Bugün yapılan İslamcılık tartışmalarında keşke Almanya Milli Görüş teşkilatı için ayrı bir parantez açılsa ve bugün gelinen yer noktasında ayrı bir değerlendirmeye tabii tutulsa. Kime sorsanız, “Müslümanlar özgürlüklerini kazandığında nasıl bir yapı ortaya çıkar” diye, bize göre genel bir yanlışlık olarak İran’ı gösterir ama asıl dikkat edilmesi gereken yer İran değil Almanya olmalı. İran’ın hem Şii yapısı hem de gelenekleri ve tarihi ile olan özel bağları, İran’ı farklı bir yere yerleştirmeyi gerektiriyor.

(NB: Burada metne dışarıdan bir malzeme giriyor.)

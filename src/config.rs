//! Process configuration.
//!
//! Loaded once at startup by merging environment variables over an optional
//! TOML file (figment's later-provider-wins semantics, with the file layered
//! on top of the environment). Every recognized key has a documented default;
//! a config file present but unparseable is logged and its section falls
//! back to defaults rather than aborting the process.

use figment::providers::{Env, Format, Toml};
use figment::Figment;
use serde::Deserialize;

fn default_input_file_path() -> String {
    "sample-data/input.json".to_string()
}
fn default_input_format() -> String {
    "jsonl".to_string()
}
fn default_queue_capacity() -> usize {
    1000
}
fn default_rest_rate() -> u32 {
    50
}
fn default_grpc_rate() -> u32 {
    200
}
fn default_mq_rate() -> u32 {
    500
}
fn default_db_rate() -> u32 {
    1000
}
fn default_dlq_enabled() -> bool {
    true
}
fn default_dlq_file_path() -> String {
    "dlq/failed-records.jsonl".to_string()
}
fn default_dlq_max_retries() -> u32 {
    3
}
fn default_metrics_interval_seconds() -> u64 {
    5
}

#[derive(Debug, Clone, Deserialize)]
pub struct InputConfig {
    #[serde(default = "default_input_file_path")]
    pub file_path: String,
    #[serde(default = "default_input_format")]
    pub format: String,
    /// Column spans for `input.format = "fixedwidth"`. Ignored by every
    /// other format. Empty by default, since fixed-width layout is
    /// artifact-specific and cannot be guessed.
    #[serde(default)]
    pub fixedwidth: FixedWidthInputConfig,
}

impl Default for InputConfig {
    fn default() -> Self {
        Self {
            file_path: default_input_file_path(),
            format: default_input_format(),
            fixedwidth: FixedWidthInputConfig::default(),
        }
    }
}

/// One named column span, `start` inclusive and `end` exclusive, in bytes.
#[derive(Debug, Clone, Deserialize)]
pub struct FixedWidthColumnSpec {
    pub name: String,
    pub start: usize,
    pub end: usize,
}

#[derive(Debug, Clone, Default, Deserialize)]
pub struct FixedWidthInputConfig {
    #[serde(default)]
    pub columns: Vec<FixedWidthColumnSpec>,
}

#[derive(Debug, Clone, Deserialize)]
pub struct QueueConfig {
    #[serde(default = "default_queue_capacity")]
    pub capacity: usize,
}

impl Default for QueueConfig {
    fn default() -> Self {
        Self { capacity: default_queue_capacity() }
    }
}

#[derive(Debug, Clone, Deserialize)]
pub struct SinkRateConfig {
    #[serde(default = "default_rest_rate")]
    pub rate_limit: u32,
    /// Target URL for the bundled `HttpSink`. Only consulted for the REST
    /// role; the other roles use the bundled `MockSink` regardless.
    #[serde(default)]
    pub url: Option<String>,
}

#[derive(Debug, Clone, Deserialize)]
pub struct SinksConfig {
    #[serde(default = "rest_default")]
    pub rest: SinkRateConfig,
    #[serde(default = "grpc_default")]
    pub grpc: SinkRateConfig,
    #[serde(default = "mq_default")]
    pub mq: SinkRateConfig,
    #[serde(default = "db_default")]
    pub db: SinkRateConfig,
}

fn rest_default() -> SinkRateConfig {
    SinkRateConfig { rate_limit: default_rest_rate(), url: Some("http://localhost:8080/rest".to_string()) }
}
fn grpc_default() -> SinkRateConfig {
    SinkRateConfig { rate_limit: default_grpc_rate(), url: None }
}
fn mq_default() -> SinkRateConfig {
    SinkRateConfig { rate_limit: default_mq_rate(), url: None }
}
fn db_default() -> SinkRateConfig {
    SinkRateConfig { rate_limit: default_db_rate(), url: None }
}

impl Default for SinksConfig {
    fn default() -> Self {
        Self { rest: rest_default(), grpc: grpc_default(), mq: mq_default(), db: db_default() }
    }
}

#[derive(Debug, Clone, Deserialize)]
pub struct DlqConfig {
    #[serde(default = "default_dlq_enabled")]
    pub enabled: bool,
    #[serde(default = "default_dlq_file_path")]
    pub file_path: String,
    #[serde(default = "default_dlq_max_retries")]
    pub max_retries: u32,
}

impl Default for DlqConfig {
    fn default() -> Self {
        Self {
            enabled: default_dlq_enabled(),
            file_path: default_dlq_file_path(),
            max_retries: default_dlq_max_retries(),
        }
    }
}

#[derive(Debug, Clone, Deserialize)]
pub struct MetricsConfig {
    #[serde(default = "default_metrics_interval_seconds")]
    pub interval_seconds: u64,
}

impl Default for MetricsConfig {
    fn default() -> Self {
        Self { interval_seconds: default_metrics_interval_seconds() }
    }
}

/// Top-level process configuration, immutable once loaded.
#[derive(Debug, Clone, Deserialize)]
pub struct Config {
    #[serde(default)]
    pub input: InputConfig,
    #[serde(default)]
    pub queue: QueueConfig,
    #[serde(default)]
    pub sinks: SinksConfig,
    #[serde(default)]
    pub dlq: DlqConfig,
    #[serde(default)]
    pub metrics: MetricsConfig,
}

impl Default for Config {
    fn default() -> Self {
        Self {
            input: InputConfig::default(),
            queue: QueueConfig::default(),
            sinks: SinksConfig::default(),
            dlq: DlqConfig::default(),
            metrics: MetricsConfig::default(),
        }
    }
}

impl Config {
    /// Loads configuration from the `DISPATCH_`-prefixed environment and an
    /// optional TOML file, falling back to documented defaults for any
    /// section that is absent or fails to parse.
    pub fn load(toml_path: Option<&str>) -> Self {
        let mut figment = Figment::new().merge(Env::prefixed("DISPATCH_").split("__"));

        if let Some(path) = toml_path {
            figment = figment.merge(Toml::file(path));
        }

        match figment.extract() {
            Ok(config) => config,
            Err(err) => {
                tracing::warn!(error = %err, "config could not be fully parsed, falling back to defaults");
                Config::default()
            }
        }
    }
}

#[cfg(test)]
mod tests {
    use super::*;

    #[test]
    fn defaults_match_documented_values() {
        let config = Config::default();
        assert_eq!(config.input.file_path, "sample-data/input.json");
        assert_eq!(config.input.format, "jsonl");
        assert!(config.input.fixedwidth.columns.is_empty());
        assert_eq!(config.queue.capacity, 1000);
        assert_eq!(config.sinks.rest.rate_limit, 50);
        assert_eq!(config.sinks.grpc.rate_limit, 200);
        assert_eq!(config.sinks.mq.rate_limit, 500);
        assert_eq!(config.sinks.db.rate_limit, 1000);
        assert!(config.dlq.enabled);
        assert_eq!(config.dlq.file_path, "dlq/failed-records.jsonl");
        assert_eq!(config.dlq.max_retries, 3);
        assert_eq!(config.metrics.interval_seconds, 5);
    }

    #[test]
    fn missing_toml_file_falls_back_to_defaults() {
        let config = Config::load(Some("/nonexistent/path/does-not-exist.toml"));
        assert_eq!(config.queue.capacity, 1000);
    }
}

Türkiye’dekilerin neler yaptığını soracak olursanız, açıkçası yaptığım görüşmelerde Saadet Partisi yönetiminin Almanya Milli Görüş Teşkilatı’nı dert edebilecek durumda olduklarından şüpheliyim. Türkiye’de teşkilat toplantılarını yapmakta zorlanırlarken Almanya için bir şeyler yapabilmeleri tabii ki pek mümkün değil.
Son bir mesaj da bu gelişmelerden sevinecek kesimlere ve ‘Milli Görüş’ adından alerji duyanlara:
AK Parti kadrolarının büyük bölümü Milli Görüş içinden yetişti ve ne “Siyaset Akademileri”nde ne de başka bir yapı içinde bunun daha yanına bile yaklaşabilecek alternatifi ufukta yok.
Almanya Milli Görüş kalesinin düşmesi, sadece Milli Görüş’ün değil, aynı zamanda Ak Parti’nin de köklerine inecek ağır bir darbe olacaktır.
Bilmem anlatabildim mi ve bilmem "sakıncanın" farkında mısınız?